2.2.4.3.2 Inductance waveform as an indicator
The shape of the inductance waveform depends on various factors (such as the length of the vehicle, speed of the vehicle, the amount of metal in the vehicle, distribution of the metal in the vehicle, height of the vehicle body from the road surface etc.). The inductance waveform has the potential to provide considerable amount of information about the vehicle. hence it has attracted the attention of researchers for number of applications such as estimating vehicle speed from single loop detector (Sun and Ritchie, 1999); vehicle classification (Sun, 2000); and vehicle reidentification (Kwon, 2006).
Sun and Ritchie (1999) have utilized the inductance waveform of a single loop detector data to estimate a vehicle speed from a single loop. They assume that the speed of the vehicle is correlated to rate of change in inductance of the waveform (slew rate). A linear regression model is defined to obtain a vehicle speed from its slew rate.
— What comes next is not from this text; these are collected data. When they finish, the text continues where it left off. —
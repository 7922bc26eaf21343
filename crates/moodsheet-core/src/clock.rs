//! Local wall-clock access that tests can pin.

use std::sync::RwLock;

use chrono::{DateTime, Local, LocalResult, NaiveDate, NaiveDateTime, TimeDelta, TimeZone};

/// Source of the current local date and time.
pub trait Clock: Send + Sync {
    /// Current local wall-clock time.
    fn now(&self) -> NaiveDateTime;

    fn today(&self) -> NaiveDate {
        self.now().date()
    }

    /// Current instant in the process' timezone.
    fn now_zoned(&self) -> DateTime<Local> {
        resolve_local(&Local, self.now())
    }
}

/// The instant a wall-clock time denotes in `tz`.
///
/// An ambiguous time (clocks going back) resolves to its first occurrence. A
/// time skipped by clocks going forward resolves to the first valid minute
/// after the gap.
pub fn resolve_local<Tz: TimeZone>(tz: &Tz, at: NaiveDateTime) -> DateTime<Tz> {
    match tz.from_local_datetime(&at) {
        LocalResult::Single(instant) => instant,
        LocalResult::Ambiguous(earliest, _) => earliest,
        LocalResult::None => (1..=24 * 60)
            .find_map(|minutes| {
                tz.from_local_datetime(&(at + TimeDelta::minutes(minutes)))
                    .earliest()
            })
            .unwrap_or_else(|| tz.from_utc_datetime(&at)),
    }
}

/// The system clock in the process' local timezone.
#[derive(Debug, Clone, Copy, Default)]
pub struct SystemClock;

impl Clock for SystemClock {
    fn now(&self) -> NaiveDateTime {
        Local::now().naive_local()
    }

    fn now_zoned(&self) -> DateTime<Local> {
        Local::now()
    }
}

/// A clock that returns a settable instant.
#[derive(Debug)]
pub struct FixedClock {
    now: RwLock<NaiveDateTime>,
}

impl FixedClock {
    pub fn new(now: NaiveDateTime) -> Self {
        Self {
            now: RwLock::new(now),
        }
    }

    /// Midday on the given date.
    pub fn on_date(date: NaiveDate) -> Self {
        Self::new(date.and_hms_opt(12, 0, 0).unwrap_or_default())
    }

    pub fn set(&self, now: NaiveDateTime) {
        if let Ok(mut guard) = self.now.write() {
            *guard = now;
        }
    }
}

impl Clock for FixedClock {
    fn now(&self) -> NaiveDateTime {
        self.now.read().map(|guard| *guard).unwrap_or_default()
    }
}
Sun (2000) has proposed two methods (Self-Organizing Feature Map; and heuristic discriminant algorithm) to classify vehicles into seven predefined vehicle classes. Ritchie et al., (2002, 2005) have demonstrated the potential application of above classification to estimate travel time on urban arterial by comparing the inductance waveform at downstream
detector with different upstream detectors. For this they have applied Probabilistic Neural Network (PNN) and heuristic method to identify the upstream origin of the vehicle.
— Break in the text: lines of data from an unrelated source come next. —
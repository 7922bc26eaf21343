//! Error types for the Notion adapter.

use moodsheet_core::{DeadlineExceeded, RatingError};
use thiserror::Error;

/// Errors that can occur while reading or writing the tracker page.
#[derive(Debug, Error)]
pub enum NotionError {
    /// Rating is not one of good/ok/bad.
    #[error(transparent)]
    InvalidRating(#[from] RatingError),

    /// The tracker page has no table blocks at all.
    #[error("No table blocks found on the page")]
    NoTables,

    /// No table has both the day column and the month row.
    #[error(
        "No table found that matches {month} day {day}; ensure header has day numbers and first column has month names"
    )]
    TableNotFound {
        /// Day number that was looked up.
        day: String,
        /// Lowercase month name that was looked up.
        month: String,
    },

    /// A Notion call exceeded its time budget.
    #[error(transparent)]
    Timeout(#[from] DeadlineExceeded),

    /// Notion answered with an error object.
    #[error("Notion API error {status} ({code}): {message}")]
    Api {
        status: u16,
        code: String,
        message: String,
    },

    /// HTTP transport error.
    #[error("HTTP error: {0}")]
    Http(String),

    /// Response body could not be decoded.
    #[error("JSON error: {0}")]
    Json(#[from] serde_json::Error),
}

impl NotionError {
    pub fn is_timeout(&self) -> bool {
        matches!(self, NotionError::Timeout(_))
    }
}

impl From<reqwest::Error> for NotionError {
    fn from(e: reqwest::Error) -> Self {
        NotionError::Http(e.to_string())
    }
}

/// Result type for Notion operations.
pub type Result<T> = std::result::Result<T, NotionError>;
The above approaches are based on raw inductance output from the detector. The raw inductance output from the detector is the moving average of inductance changes with the window size determined by the loop detection area. The reduction in the moving average effect from the raw inductance outputs should improve the reidentification rate as it exposes more uniqueness of each signature. Kwon (2006) has modeled inductance of loop detector as a convolution of original vehicle signature and loop system function (impulse response of loop detector). As both original vehicle signature and loop system functions are unknown therefore, they have formulated the problem as blind convolution problem.
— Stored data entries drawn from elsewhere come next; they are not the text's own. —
//! Tracker sheet operations.
//!
//! Every operation re-reads the page; nothing is cached between calls. Each
//! network step runs under its own deadline (see the `*_BUDGET` constants).

use std::sync::Arc;
use std::time::Duration;

use chrono::{Datelike, Days, NaiveDate};
use moodsheet_core::calendar::{days_in_month, month_label};
use moodsheet_core::{call_with_deadline, Clock, DayKey, DayStatus, Rating};
use serde::Serialize;
use tracing::{debug, error, info, warn};

use crate::client::BlockApi;
use crate::codec::{cell_expression, decode, encode, replace_cell};
use crate::error::{NotionError, Result};
use crate::locator::{
    fetch_all_tables, find_tracker_table, list_tables_including_synced, select_month_table,
    select_tracker_table, TrackerTable,
};
use crate::types::Block;

/// Budget for listing the page's tables (including synced blocks).
pub const LIST_TABLES_BUDGET: Duration = Duration::from_millis(8000);
/// Budget for fetching rows until a matching table is found.
pub const SELECT_TABLE_BUDGET: Duration = Duration::from_millis(5000);
/// Budget for fetching the rows of every table.
pub const FETCH_ROWS_BUDGET: Duration = Duration::from_millis(8000);
/// Budget for writing a row back.
pub const WRITE_ROW_BUDGET: Duration = Duration::from_millis(5000);

/// Note attached to a [`FilledCheck`] when the lookup timed out.
pub const TIMEOUT_NOTE: &str = "Timeout checking status";

/// Whether a day's cell already holds a rating.
#[derive(Debug, Clone, PartialEq, Eq, Serialize)]
pub struct FilledCheck {
    pub filled: bool,
    /// Raw expression found in the cell.
    pub current: Option<String>,
    /// Diagnostic note when the answer is a degraded "not filled".
    #[serde(skip_serializing_if = "Option::is_none")]
    pub note: Option<String>,
}

impl FilledCheck {
    fn not_filled() -> Self {
        Self {
            filled: false,
            current: None,
            note: None,
        }
    }

    /// Decoded form of [`FilledCheck::current`].
    pub fn current_status(&self) -> Option<DayStatus> {
        self.current.as_deref().map(DayStatus::from_expression)
    }
}

/// Result of a successful write.
#[derive(Debug, Clone, PartialEq, Eq, Serialize)]
pub struct UpdateReceipt {
    pub rating: Rating,
    /// `"<month> day <day>"`.
    pub date: String,
}

/// Status of one calendar day.
#[derive(Debug, Clone, Copy, PartialEq, Eq, Serialize)]
pub struct DayEntry {
    pub date: NaiveDate,
    pub status: Option<DayStatus>,
}

/// Status of one day within a month grid.
#[derive(Debug, Clone, Copy, PartialEq, Eq, Serialize)]
pub struct MonthDay {
    pub day: u32,
    pub status: Option<DayStatus>,
}

/// Every day of one month.
#[derive(Debug, Clone, PartialEq, Eq, Serialize)]
pub struct MonthStatuses {
    pub year: i32,
    /// 1-based month.
    pub month: u32,
    /// e.g. `March 2025`.
    pub label: String,
    pub days_in_month: u32,
    pub statuses: Vec<MonthDay>,
}

/// The tracker page and the operations on it.
pub struct TrackerSheet {
    api: Arc<dyn BlockApi>,
    page_id: String,
    clock: Arc<dyn Clock>,
}

impl TrackerSheet {
    pub fn new<A>(api: A, page_id: impl Into<String>, clock: Arc<dyn Clock>) -> Self
    where
        A: BlockApi + 'static,
    {
        Self::with_shared_api(Arc::new(api), page_id, clock)
    }

    pub fn with_shared_api(
        api: Arc<dyn BlockApi>,
        page_id: impl Into<String>,
        clock: Arc<dyn Clock>,
    ) -> Self {
        Self {
            api,
            page_id: page_id.into(),
            clock,
        }
    }

    pub fn page_id(&self) -> &str {
        &self.page_id
    }

    /// Today's date according to the sheet's clock.
    pub fn today(&self) -> NaiveDate {
        self.clock.today()
    }

    async fn list_tables(&self) -> Result<Vec<Block>> {
        call_with_deadline(
            "listTablesIncludingSynced",
            LIST_TABLES_BUDGET,
            list_tables_including_synced(self.api.as_ref(), &self.page_id),
        )
        .await
        .into_result()
    }

    async fn find_table(&self, tables: &[Block], key: &DayKey) -> Result<Option<TrackerTable>> {
        call_with_deadline(
            "selectTrackerTable",
            SELECT_TABLE_BUDGET,
            find_tracker_table(self.api.as_ref(), tables, key),
        )
        .await
        .into_result()
    }

    async fn fetch_all(&self, tables: &[Block]) -> Result<Vec<TrackerTable>> {
        call_with_deadline(
            "fetchTableRows",
            FETCH_ROWS_BUDGET,
            fetch_all_tables(self.api.as_ref(), tables),
        )
        .await
        .into_result()
    }

    /// Whether today's cell is filled.
    pub async fn check_today_filled(&self) -> Result<FilledCheck> {
        self.check_filled_on(self.today()).await
    }

    /// Whether the cell for `date` is filled.
    ///
    /// A missing table, row or column reads as "not filled". A timeout also
    /// reads as "not filled", with [`TIMEOUT_NOTE`] attached, so the caller
    /// can try again later. Other errors are returned.
    pub async fn check_filled_on(&self, date: NaiveDate) -> Result<FilledCheck> {
        let key = DayKey::from_date(date);

        match self.lookup_expression(&key).await {
            Ok(expression) => Ok(FilledCheck {
                filled: expression.is_some(),
                current: expression,
                note: None,
            }),
            Err(e) if e.is_timeout() => {
                warn!(operation = "checkTodayFilled", error = %e, "Lookup timed out, reporting not filled");
                Ok(FilledCheck {
                    note: Some(TIMEOUT_NOTE.to_string()),
                    ..FilledCheck::not_filled()
                })
            }
            Err(e) => {
                error!(operation = "checkTodayFilled", error = %e, "Lookup failed");
                Err(e)
            }
        }
    }

    async fn lookup_expression(&self, key: &DayKey) -> Result<Option<String>> {
        let tables = self.list_tables().await?;
        if tables.is_empty() {
            return Ok(None);
        }

        let table = self.find_table(&tables, key).await?;
        let expression = table
            .as_ref()
            .and_then(|t| t.select(key))
            .and_then(|selection| selection.cell())
            .and_then(|cell| cell_expression(cell))
            .map(str::to_string);
        Ok(expression)
    }

    /// Write `rating` into today's cell.
    pub async fn update_sheet(&self, rating: Rating) -> Result<UpdateReceipt> {
        self.update_sheet_on(rating, self.today()).await
    }

    /// Parse a rating name and write it into today's cell.
    ///
    /// An unknown name is rejected before any request is made.
    pub async fn update_sheet_by_name(&self, rating: &str) -> Result<UpdateReceipt> {
        let rating: Rating = rating.parse()?;
        self.update_sheet(rating).await
    }

    /// Write `rating` into the cell for `date`.
    ///
    /// The whole month row is written back with only the day's cell replaced.
    pub async fn update_sheet_on(&self, rating: Rating, date: NaiveDate) -> Result<UpdateReceipt> {
        let key = DayKey::from_date(date);

        let result = self.write_rating(rating, &key).await;
        match &result {
            Ok(receipt) => info!(rating = %rating, date = %receipt.date, "Tracker sheet updated"),
            Err(e) => error!(operation = "updateSheet", rating = %rating, error = %e, "Tracker sheet update failed"),
        }
        result
    }

    async fn write_rating(&self, rating: Rating, key: &DayKey) -> Result<UpdateReceipt> {
        let tables = self.list_tables().await?;
        if tables.is_empty() {
            return Err(NotionError::NoTables);
        }

        let table = self.find_table(&tables, key).await?;
        let Some(selection) = table.as_ref().and_then(|t| t.select(key)) else {
            return Err(NotionError::TableNotFound {
                day: key.day.clone(),
                month: key.month.clone(),
            });
        };

        let cells = replace_cell(&selection.month_row.cells, selection.day_column, encode(rating));
        debug!(
            row_id = %selection.month_row.id,
            column = selection.day_column,
            "Writing tracker row"
        );

        call_with_deadline(
            "writeRow",
            WRITE_ROW_BUDGET,
            self.api.update_table_row(&selection.month_row.id, &cells),
        )
        .await
        .into_result()?;

        Ok(UpdateReceipt {
            rating,
            date: key.label(),
        })
    }

    /// Statuses of the last `n` days up to and including today, oldest first.
    pub async fn last_n_days_statuses(&self, n: usize) -> Result<Vec<DayEntry>> {
        self.last_n_days_statuses_from(n, self.today()).await
    }

    /// Statuses of the `n` days ending at `end`, oldest first.
    ///
    /// Table rows are fetched once and reused for every day.
    pub async fn last_n_days_statuses_from(&self, n: usize, end: NaiveDate) -> Result<Vec<DayEntry>> {
        if n == 0 {
            return Ok(Vec::new());
        }

        let tables = self.list_tables().await?;
        if tables.is_empty() {
            return Ok(Vec::new());
        }
        let cached = self.fetch_all(&tables).await?;

        let entries = (0..n as u64)
            .rev()
            .filter_map(|offset| end.checked_sub_days(Days::new(offset)))
            .map(|date| {
                let key = DayKey::from_date(date);
                let status = select_tracker_table(&cached, &key)
                    .and_then(|selection| selection.cell().and_then(|cell| decode(cell)));
                DayEntry { date, status }
            })
            .collect();

        Ok(entries)
    }

    /// Every day of the month containing `date` (today's month by default).
    ///
    /// Returns `None` when no table has a row for that month. Days are always
    /// resolved for the full month; hiding future days is up to the caller.
    pub async fn month_statuses(&self, date: Option<NaiveDate>) -> Result<Option<MonthStatuses>> {
        let date = date.unwrap_or_else(|| self.today());
        let (year, month) = (date.year(), date.month());
        let month_name = DayKey::from_date(date).month;

        let tables = self.list_tables().await?;
        if tables.is_empty() {
            return Ok(None);
        }
        let cached = self.fetch_all(&tables).await?;

        let Some((table, row)) = select_month_table(&cached, &month_name) else {
            debug!(month = %month_name, "No month row found");
            return Ok(None);
        };

        let columns = table.day_columns();
        let days = days_in_month(year, month);
        let statuses = (1..=days)
            .map(|day| MonthDay {
                day,
                status: columns
                    .get(&day)
                    .and_then(|&column| row.cells.get(column))
                    .and_then(|cell| decode(cell)),
            })
            .collect();

        Ok(Some(MonthStatuses {
            year,
            month,
            label: month_label(year, month),
            days_in_month: days,
            statuses,
        }))
    }
}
Comments: The above approaches of advance signal processing are still in initial research states, and further study is needed to increase the accuracy, reliability and reidentification rate. Moreover, for implementation of inductance waveform based algorithm, existing infrastructure should be upgraded with advance detectors with inductance waveform capability and a high bandwidth in the data communication channel.
2.2.4.4
Regression tree
A regression tree is a tool for decision analysis in which data is classified based on its characteristics. A model for making a decision is constructed by recursively partitioning the data into homogeneous regions within which constant or linear estimates are generally fitted. The data is partitioned based on explanatory variables and certain criteria. Logendran and Wang (2008) have applied regression trees algorithm for speed estimation from detector output (volume and occupancy) on freeways. Their methodology included thirteen explanatory variables, categorized in four variable types: traffic flow; incident related; weather data; and time of day. They have used speed as a proxy for travel time on freeway segment between two detector locations, assuming speed does not change along the segment. Comments: The approach is simple, but the development of regression tree requires wide range of accurate historical database.